#!/usr/bin/env python3
"""
Validate an S3 access point policy against the defence-in-depth rules.

This checker intentionally goes beyond the baseline pattern in
https://docs.aws.amazon.com/AmazonS3/latest/userguide/access-points-policies.html by
requiring explicit deny statements so that the access point stays read-only and
prefix-scoped even if the IAM role later gains broader permissions.

Rules enforced (per access point policy):
- Only the expected IAM role is granted access through the access point.
- Object resources for that role are scoped to the expected prefix.
- Any s3:ListBucket allows for that role are limited to the same prefix.
- Explicit deny statements provide the backstop (principal lockdown, write guard,
  prefix guard for list/get).
"""
from __future__ import annotations

import argparse
import json
import sys
from dataclasses import dataclass, field
from pathlib import Path
from typing import Iterable, List, Optional, Sequence, Set, Tuple


class ColourPrinter:
    """Simple ANSI colour helper with auto/always/never modes."""

    CODES = {
        "red": "\033[31m",
        "green": "\033[32m",
        "yellow": "\033[33m",
        "blue": "\033[34m",
        "reset": "\033[0m",
        "bold": "\033[1m",
    }

    def __init__(self, mode: str) -> None:
        if mode not in {"auto", "always", "never"}:
            raise ValueError(f"unsupported colour mode: {mode}")
        if mode == "always":
            self.enabled = True
        elif mode == "never":
            self.enabled = False
        else:
            self.enabled = sys.stdout.isatty()

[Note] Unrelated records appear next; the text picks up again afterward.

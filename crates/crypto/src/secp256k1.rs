//! Secp256k1 keys and recoverable signatures for `f1`/`t1` accounts
//!
//! This module provides:
//! - Address derivation (blake2b-160 of the 65-byte uncompressed public key)
//! - Deterministic (RFC 6979) ECDSA over a caller-supplied 32-byte digest
//! - Recoverable `r || s || v` signatures, verified by recovering the signer
//!
//! The digest is signed as-is; no hashing is applied here.

use crate::error::CryptoError;
use filwallet_types::{Address, AddressError, Network};
use k256::{
    ecdsa::{
        signature::hazmat::PrehashVerifier, RecoveryId, Signature as K256Signature, SigningKey,
        VerifyingKey,
    },
    elliptic_curve::sec1::ToEncodedPoint,
    SecretKey as K256SecretKey,
};

/// Secret scalar width
pub const SECP256K1_SECRET_KEY_LEN: usize = 32;

/// Digest width accepted for signing
pub const SECP256K1_DIGEST_LEN: usize = 32;

/// Recoverable signature width (`r || s || v`)
pub const SECP256K1_SIGNATURE_LEN: usize = 65;

/// Secp256k1 secret key (32 bytes scalar)
#[derive(Clone)]
pub struct Secp256k1SecretKey(K256SecretKey);

impl Secp256k1SecretKey {
    /// Load from raw bytes (32 bytes big-endian scalar)
    pub fn from_bytes(bytes: &[u8; 32]) -> Result<Self, CryptoError> {
        K256SecretKey::from_slice(bytes)
            .map(Self)
            .map_err(|_| CryptoError::InvalidSecretKey)
    }

    /// Serialize to bytes (32 bytes scalar, leading zeros kept)
    pub fn to_bytes(&self) -> [u8; 32] {
        self.0.to_bytes().into()
    }

    /// Get the corresponding public key
    pub fn public_key(&self) -> Secp256k1PublicKey {
        Secp256k1PublicKey(self.0.public_key())
    }

    /// Sign a 32-byte digest
    pub fn sign_digest(&self, digest: &[u8]) -> Result<Secp256k1Signature, CryptoError> {
        if digest.len() != SECP256K1_DIGEST_LEN {
            return Err(CryptoError::Signing(format!(
                "digest must be {} bytes, got {}",
                SECP256K1_DIGEST_LEN,
                digest.len()
            )));
        }
        let signing_key = SigningKey::from(&self.0);
        let (signature, recovery_id) = signing_key
            .sign_prehash_recoverable(digest)
            .map_err(|e| CryptoError::Signing(e.to_string()))?;
        Ok(Secp256k1Signature {
            signature,
            recovery_id,
        })
    }
}

impl std::fmt::Debug for Secp256k1SecretKey {
    fn fmt(&self, f: &mut std::fmt::Formatter<'_>) -> std::fmt::Result {
        f.debug_struct("Secp256k1SecretKey")
            .field("bytes", &"[REDACTED]")
            .finish()
    }
}

/// Secp256k1 public key
#[derive(Clone, PartialEq, Eq)]
pub struct Secp256k1PublicKey(k256::PublicKey);

impl Secp256k1PublicKey {
    /// Load from SEC1 bytes (33 compressed or 65 uncompressed)
    pub fn from_sec1_bytes(bytes: &[u8]) -> Result<Self, CryptoError> {
        k256::PublicKey::from_sec1_bytes(bytes)
            .map(Self)
            .map_err(|_| CryptoError::InvalidPublicKey)
    }

    /// Serialize to compressed bytes (33 bytes)
    pub fn to_bytes(&self) -> [u8; 33] {
        let encoded = self.0.to_encoded_point(true);
        let mut result = [0u8; 33];
        result.copy_from_slice(encoded.as_bytes());
        result
    }

    /// Serialize to uncompressed bytes (65 bytes: `0x04 || X || Y`)
    pub fn to_uncompressed_bytes(&self) -> [u8; 65] {
        let encoded = self.0.to_encoded_point(false);
        let mut result = [0u8; 65];
        result.copy_from_slice(encoded.as_bytes());
        result
    }

    /// `f1`/`t1` address of this key
    pub fn address(&self, network: Network) -> Result<Address, AddressError> {
        Address::new_secp256k1(network, &self.to_uncompressed_bytes())
    }

    /// Verify a signature over a 32-byte digest
    pub fn verify(&self, digest: &[u8], sig: &Secp256k1Signature) -> bool {
        VerifyingKey::from(&self.0)
            .verify_prehash(digest, &sig.signature)
            .is_ok()
    }
}

impl std::fmt::Debug for Secp256k1PublicKey {
    fn fmt(&self, f: &mut std::fmt::Formatter<'_>) -> std::fmt::Result {
        let bytes = self.to_bytes();
        write!(f, "Secp256k1PublicKey({})", hex::encode(&bytes[..8]))
    }
}

/// Recoverable ECDSA signature
#[derive(Clone, PartialEq, Eq)]
pub struct Secp256k1Signature {
    signature: K256Signature,
    recovery_id: RecoveryId,
}

impl Secp256k1Signature {
    /// Load from bytes (65 bytes: `r || s || v`)
    pub fn from_bytes(bytes: &[u8]) -> Result<Self, CryptoError> {
        if bytes.len() != SECP256K1_SIGNATURE_LEN {
            return Err(CryptoError::InvalidSignature);
        }
        let signature =
            K256Signature::from_slice(&bytes[..64]).map_err(|_| CryptoError::InvalidSignature)?;
        let recovery_id = RecoveryId::from_byte(bytes[64]).ok_or(CryptoError::InvalidSignature)?;
        Ok(Self {
            signature,
            recovery_id,
        })
    }

    /// Serialize to bytes (65 bytes: `r || s || v`)
    pub fn to_bytes(&self) -> [u8; 65] {
        let mut out = [0u8; 65];
        out[..64].copy_from_slice(&self.signature.to_bytes());
        out[64] = self.recovery_id.to_byte();
        out
    }

    /// Recover the signer's public key from the digest
    pub fn recover(&self, digest: &[u8]) -> Result<Secp256k1PublicKey, CryptoError> {
        let verifying_key =
            VerifyingKey::recover_from_prehash(digest, &self.signature, self.recovery_id)
                .map_err(|_| CryptoError::VerificationFailed)?;
        Ok(Secp256k1PublicKey(k256::PublicKey::from(&verifying_key)))
    }

    /// Verify signature against public key
    pub fn verify(&self, digest: &[u8], pubkey: &Secp256k1PublicKey) -> bool {
        pubkey.verify(digest, self)
    }
}

impl std::fmt::Debug for Secp256k1Signature {
    fn fmt(&self, f: &mut std::fmt::Formatter<'_>) -> std::fmt::Result {
        let bytes = self.to_bytes();
        write!(f, "Secp256k1Signature({})", hex::encode(&bytes[..8]))
    }
}

/// Secp256k1 key pair
#[derive(Clone)]
pub struct Secp256k1KeyPair {
    /// Secret key
    pub secret_key: Secp256k1SecretKey,
    /// Public key
    pub public_key: Secp256k1PublicKey,
}

impl Secp256k1KeyPair {
    /// Create from secret key
    pub fn from_secret_key(secret_key: Secp256k1SecretKey) -> Self {
        let public_key = secret_key.public_key();
        Self {
            secret_key,
            public_key,
        }
    }

    /// Sign a 32-byte digest
    pub fn sign_digest(&self, digest: &[u8]) -> Result<Secp256k1Signature, CryptoError> {
        self.secret_key.sign_digest(digest)
    }
}

impl std::fmt::Debug for Secp256k1KeyPair {
    fn fmt(&self, f: &mut std::fmt::Formatter<'_>) -> std::fmt::Result {
        f.debug_struct("Secp256k1KeyPair")
            .field("public_key", &self.public_key)
            .finish()
    }
}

    def colour(self, text: str, colour: str) -> str:
        if not self.enabled or colour not in self.CODES:
            return text
        return f"{self.CODES[colour]}{text}{self.CODES['reset']}"

    def bold(self, text: str) -> str:
        if not self.enabled:
            return text
        return f"{self.CODES['bold']}{text}{self.CODES['reset']}"


def load_policy(path: Path) -> dict:
    try:
        with path.open("r", encoding="utf-8") as f:
            return json.load(f)
    except FileNotFoundError:
        raise SystemExit(f"error: policy file not found: {path}")
    except json.JSONDecodeError as exc:
        raise SystemExit(f"error: invalid JSON in {path}: {exc}")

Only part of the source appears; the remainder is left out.